Wolff-Parkinson-White (WPW) syndrome is a type of arrhythmia characterized by an extra electrical pathway (circuit) in your heart. As a result, the electrical signal may arrive at the ventricles too soon. The condition can lead to episodes of rapid heart rate (tachycardia or supraventricular tachycardia). Wolff-Parkinson-White syndrome is one of the most common causes of fast heart rate disorders in infants and children, and is believed to be a congenital heart defect.
Overview and Symptoms
- Chest pain
- Shortness of breath
- Cardiac arrest (in rare cases)
In some cases of WPW, patients do not have any symptoms, or may only experience periodic or infrequent episodes of a rapid heart rate.

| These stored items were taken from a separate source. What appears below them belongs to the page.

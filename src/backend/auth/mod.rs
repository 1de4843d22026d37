//! Authentication Module
//!
//! Socket handshakes carry a JWT in the `token` query parameter. The
//! `IdentityVerifier` checks it and confirms the user still exists before
//! any room join or presence registration happens.
//!
//! # Module Structure
//!
//! ```text
//! auth/
//! ├── mod.rs       - Module exports and documentation
//! ├── users.rs     - User model and database operations
//! ├── sessions.rs  - JWT token management
//! └── verifier.rs  - Handshake credential verification
//! ```

/// User data model and database operations
pub mod users;

/// JWT token generation and validation
pub mod sessions;

/// Handshake credential verification
pub mod verifier;

// Re-export commonly used types
pub use sessions::{create_token, verify_token, Claims, JwtKeys};
pub use verifier::{Identity, IdentityVerifier};
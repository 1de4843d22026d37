//! Shared Module
//!
//! Types that cross the socket boundary. Everything here is plain serde data
//! so clients and tests can build and decode frames without the server
//! runtime.

/// Message data structure
pub mod message;

/// Socket event protocol
pub mod event;

/// Task snapshot
pub mod task;

/// Shared error types
pub mod error;

/// Re-export commonly used types for convenience
pub use message::{Attachment, Destination, Message, MessageKind, ReadReceipt};
pub use event::{Ack, ClientEvent, ClientFrame, ServerEvent};
pub use task::Task;
pub use error::SharedError;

Tests to diagnose WPW may include:
- Electrocardiogram (EKG or ECG), which will show an extra pathway between the atria and ventricles of the heart (called a delta wave)
- Electrophysiology (EP) study, to help pinpoint the arrhythmia
- Holter monitor, to record your heartbeat
If you don't have any symptoms, you will not need treatment. If you are having episodes of tachycardia as a result of WPW, you may be able to be treated with medications.
Otherwise, catheter ablation is the most common method for interrupting an abnormal pathway: it destroys the area of the heart causing the tachycardia. Catheter ablation has a success rate of more than 90 percent.